本発明は、非癌細胞上よりも新生物(癌)細胞上に豊富なレクチン群の細胞受容体の単離および同定に基づく。受容体(「RBP」)は、ラムノースに結合してインターナリゼーションするように構成されているので、有益な診断ツールおよび治療ツールに相当する。
a)分子量が約65〜70kDa、より好ましくは66〜69kDaであることと、
b)pIが10より大きくまたは3未満であることと、
c)ソラマルギンのラムノース部分に結合する場合、解離定数が約1.5×10-6であることと、
d)実施例1に記載の条件下で、実施例1にしたがって調製したラムノースアフィニティカラムに結合するように構成されていることと、
e)100mMラムノース溶液を使用して実施例1に記載のカラムから溶離するように構成されていることと、
f)水溶液に不溶であることと、
g)約2%を超える界面活性剤を含む高度に変性された緩衝液に溶解することと
を有する単離されたRBPを提供する。
本発明のRBPを、RBPと相互作用する(例えば、結合する)化合物を同定するためのアッセイで使用することができる。

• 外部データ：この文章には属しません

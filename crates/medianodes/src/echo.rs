use async_trait::async_trait;
use mediacore::CapabilityError;
use mediaruntime::LlmCapability;
use tokio::time::{sleep, Duration};

/// Offline LLM that logs its prompt and answers with it.
pub struct EchoLlm {
    latency: Duration,
}

impl EchoLlm {
    pub fn new() -> Self {
        Self {
            latency: Duration::ZERO,
        }
    }

    /// Wait `latency` before answering, to mimic a remote call.
    pub fn with_latency(latency: Duration) -> Self {
        Self { latency }
    }
}

impl Default for EchoLlm {
    fn default() -> Self {
        Self::new()
    }
}

#[async_trait]
impl LlmCapability for EchoLlm {
    fn name(&self) -> &str {
        "echo"
    }

    async fn generate(
        &self,
        prompt: &str,
        images: &[String],
        system_prompt: Option<&str>,
    ) -> Result<String, CapabilityError> {
        tracing::info!("ECHO: {} ({} image(s))", prompt, images.len());
        if !self.latency.is_zero() {
            sleep(self.latency).await;
        }

        let mut reply = String::new();
        if let Some(system) = system_prompt {
            reply.push_str(&format!("[{system}] "));
        }
        reply.push_str(prompt);
        if !images.is_empty() {
            reply.push_str(&format!(" (+{} image(s))", images.len()));
        }
        Ok(reply)
    }
}
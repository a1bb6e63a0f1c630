use async_trait::async_trait;
use mediacore::{CapabilityError, NodeKind, TargetPort, Value};
use serde::Serialize;
use std::sync::Arc;

/// External LLM inference service.
#[async_trait]
pub trait LlmCapability: Send + Sync {
    /// Provider identifier (e.g. "gemini", "echo")
    fn name(&self) -> &str;

    /// Generate text for `prompt`. `images` are URLs or base64 data URLs.
    async fn generate(
        &self,
        prompt: &str,
        images: &[String],
        system_prompt: Option<&str>,
    ) -> Result<String, CapabilityError>;
}

/// External media processing service (cropping, frame extraction).
#[async_trait]
pub trait MediaCapability: Send + Sync {
    fn name(&self) -> &str;

    async fn crop(&self, image: Value) -> Result<Value, CapabilityError>;

    async fn extract_frame(&self, video: Value) -> Result<Value, CapabilityError>;
}

/// The set of capabilities the executor calls out to.
#[derive(Clone)]
pub struct CapabilityRegistry {
    llm: Arc<dyn LlmCapability>,
    media: Arc<dyn MediaCapability>,
}

impl CapabilityRegistry {
    pub fn new(llm: Arc<dyn LlmCapability>, media: Arc<dyn MediaCapability>) -> Self {
        tracing::info!("Registering capabilities: llm={}, media={}", llm.name(), media.name());
        Self { llm, media }
    }

    pub fn llm(&self) -> &Arc<dyn LlmCapability> {
        &self.llm
    }

    pub fn media(&self) -> &Arc<dyn MediaCapability> {
        &self.media
    }

    /// Describe every node kind, for editors and the CLI.
    pub fn catalog(&self) -> Vec<NodeMetadata> {
        NodeKind::ALL.iter().map(|kind| NodeMetadata::for_kind(*kind)).collect()
    }
}

/// Metadata about a node kind
#[derive(Debug, Clone, Serialize)]
pub struct NodeMetadata {
    pub kind: NodeKind,
    pub label: String,
    pub description: String,
    pub category: String,
    pub inputs: Vec<PortDefinition>,
}

#[derive(Debug, Clone, Serialize)]
pub struct PortDefinition {
    pub port: Option<TargetPort>,
    pub description: String,
    pub accepts: Vec<NodeKind>,
}

impl NodeMetadata {
    pub fn for_kind(kind: NodeKind) -> Self {
        let images = vec![NodeKind::UploadImage, NodeKind::CropImage, NodeKind::ExtractFrame];
        let (description, category, inputs) = match kind {
            NodeKind::Text => (
                "Static text, or the first upstream value when connected",
                "input",
                vec![PortDefinition::generic("Overrides the text", NodeKind::ALL.to_vec())],
            ),
            NodeKind::UploadImage => ("Uploaded image reference", "input", vec![]),
            NodeKind::UploadVideo => ("Uploaded video reference", "input", vec![]),
            NodeKind::RunLlm => (
                "Prompt an LLM with text and image inputs",
                "ai",
                vec![
                    PortDefinition {
                        port: Some(TargetPort::Text),
                        description: "Prompt fragments, joined by newlines".to_string(),
                        accepts: vec![NodeKind::Text, NodeKind::RunLlm],
                    },
                    PortDefinition {
                        port: Some(TargetPort::Image),
                        description: "Images attached to the prompt".to_string(),
                        accepts: images.clone(),
                    },
                ],
            ),
            NodeKind::CropImage => (
                "Crop an image",
                "media",
                vec![PortDefinition::generic("Image to crop", images)],
            ),
            NodeKind::ExtractFrame => (
                "Extract a frame from a video",
                "media",
                vec![PortDefinition::generic("Source video", vec![NodeKind::UploadVideo])],
            ),
        };

        Self {
            kind,
            label: kind.default_label().to_string(),
            description: description.to_string(),
            category: category.to_string(),
            inputs,
        }
    }
}

impl PortDefinition {
    fn generic(description: &str, accepts: Vec<NodeKind>) -> Self {
        Self {
            port: None,
            description: description.to_string(),
            accepts,
        }
    }
}
use crate::{RetryPolicy, Value};
use serde::{Deserialize, Serialize};
use std::collections::HashMap;
use std::fmt;
use uuid::Uuid;

pub type NodeId = String;

/// The six kinds of work a workflow node can perform.
#[derive(Debug, Clone, Copy, PartialEq, Eq, Hash, Serialize, Deserialize)]
#[serde(rename_all = "snake_case")]
pub enum NodeKind {
    Text,
    UploadImage,
    UploadVideo,
    RunLlm,
    CropImage,
    ExtractFrame,
}

impl NodeKind {
    pub const ALL: [NodeKind; 6] = [
        NodeKind::Text,
        NodeKind::UploadImage,
        NodeKind::UploadVideo,
        NodeKind::RunLlm,
        NodeKind::CropImage,
        NodeKind::ExtractFrame,
    ];

    /// What this kind produces on its output, as seen by the connection rules.
    pub fn port_class(self) -> PortClass {
        match self {
            NodeKind::UploadImage | NodeKind::CropImage | NodeKind::ExtractFrame => PortClass::Image,
            NodeKind::Text | NodeKind::RunLlm => PortClass::Text,
            NodeKind::UploadVideo => PortClass::Video,
        }
    }

    pub fn as_str(self) -> &'static str {
        match self {
            NodeKind::Text => "text",
            NodeKind::UploadImage => "upload_image",
            NodeKind::UploadVideo => "upload_video",
            NodeKind::RunLlm => "run_llm",
            NodeKind::CropImage => "crop_image",
            NodeKind::ExtractFrame => "extract_frame",
        }
    }

    pub fn default_label(self) -> &'static str {
        match self {
            NodeKind::Text => "Text",
            NodeKind::UploadImage => "Upload Image",
            NodeKind::UploadVideo => "Upload Video",
            NodeKind::RunLlm => "Run LLM",
            NodeKind::CropImage => "Crop Image",
            NodeKind::ExtractFrame => "Extract Frame",
        }
    }
}

impl fmt::Display for NodeKind {
    fn fmt(&self, f: &mut fmt::Formatter<'_>) -> fmt::Result {
        f.write_str(self.as_str())
    }
}

/// Output classification of a node kind.
#[derive(Debug, Clone, Copy, PartialEq, Eq)]
pub enum PortClass {
    Image,
    Text,
    Video,
}

#[derive(Debug, Clone, Copy, PartialEq, Eq, Default, Serialize, Deserialize)]
#[serde(rename_all = "lowercase")]
pub enum NodeStatus {
    #[default]
    Idle,
    Running,
    Success,
    Error,
}

/// A node in the workflow graph.
#[derive(Debug, Clone, Serialize, Deserialize, PartialEq)]
pub struct Node {
    pub id: NodeId,
    pub kind: NodeKind,
    pub label: String,
    #[serde(default, skip_serializing_if = "Option::is_none")]
    pub value: Option<String>,
    #[serde(default, skip_serializing_if = "Option::is_none")]
    pub output: Option<Value>,
    #[serde(default)]
    pub status: NodeStatus,
    #[serde(default, skip_serializing_if = "Option::is_none")]
    pub error_message: Option<String>,
    #[serde(default)]
    pub config: HashMap<String, Value>,
    #[serde(default, skip_serializing_if = "Option::is_none")]
    pub position: Option<Position>,
    #[serde(default, skip_serializing_if = "Option::is_none")]
    pub retry_policy: Option<RetryPolicy>,
}

impl Node {
    /// Create an idle node with a generated id and the kind's default label.
    pub fn new(kind: NodeKind) -> Self {
        let id = format!("{}-{}", kind, Uuid::new_v4().simple());
        Self::with_id(id, kind)
    }

    pub fn with_id(id: impl Into<NodeId>, kind: NodeKind) -> Self {
        Self {
            id: id.into(),
            kind,
            label: kind.default_label().to_string(),
            value: None,
            output: None,
            status: NodeStatus::Idle,
            error_message: None,
            config: HashMap::new(),
            position: None,
            retry_policy: None,
        }
    }

    pub fn with_label(mut self, label: impl Into<String>) -> Self {
        self.label = label.into();
        self
    }

    pub fn with_value(mut self, value: impl Into<String>) -> Self {
        self.value = Some(value.into());
        self
    }

    pub fn with_output(mut self, output: impl Into<Value>) -> Self {
        self.output = Some(output.into());
        self
    }

    pub fn with_config(mut self, key: impl Into<String>, value: impl Into<Value>) -> Self {
        self.config.insert(key.into(), value.into());
        self
    }

    pub fn with_position(mut self, x: f32, y: f32) -> Self {
        self.position = Some(Position { x, y });
        self
    }

    pub fn with_retry(mut self, max_attempts: u32, delay_ms: u64) -> Self {
        self.retry_policy = Some(RetryPolicy {
            max_attempts,
            delay_ms,
            backoff_multiplier: 1.0,
        });
        self
    }

    /// Apply a partial update. Fields left as `None` are untouched.
    pub fn apply(&mut self, update: NodeUpdate) {
        if let Some(label) = update.label {
            self.label = label;
        }
        if let Some(value) = update.value {
            self.value = Some(value);
        }
        if let Some(output) = update.output {
            self.output = Some(output);
        }
        if let Some(position) = update.position {
            self.position = Some(position);
        }
        self.config.extend(update.config);
    }

    pub(crate) fn set_running(&mut self) {
        self.status = NodeStatus::Running;
        self.error_message = None;
    }
}

/// Partial node update coming from the editing surface.
#[derive(Debug, Clone, Default, Serialize, Deserialize)]
pub struct NodeUpdate {
    #[serde(default)]
    pub label: Option<String>,
    #[serde(default)]
    pub value: Option<String>,
    #[serde(default)]
    pub output: Option<Value>,
    #[serde(default)]
    pub position: Option<Position>,
    #[serde(default)]
    pub config: HashMap<String, Value>,
}

/// Node position in the visual editor
#[derive(Debug, Clone, Copy, Serialize, Deserialize, PartialEq)]
pub struct Position {
    pub x: f32,
    pub y: f32,
}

本発明のRBPまたはそのアゴニストを、癌の診断および予後評価に使用することができる。このような方法には、例えば、本明細書中に記載の抗体などの試薬を使用することができる。特に、このような試薬を使用して、例えば、正常な細胞と比較したRBPの過多を検出することができる。
本発明のアゴニストのRBPに結合して標的細胞中にインターナリゼーションする能力は、癌細胞などのRBP負荷の高い細胞への薬剤の優先的送達に有用である。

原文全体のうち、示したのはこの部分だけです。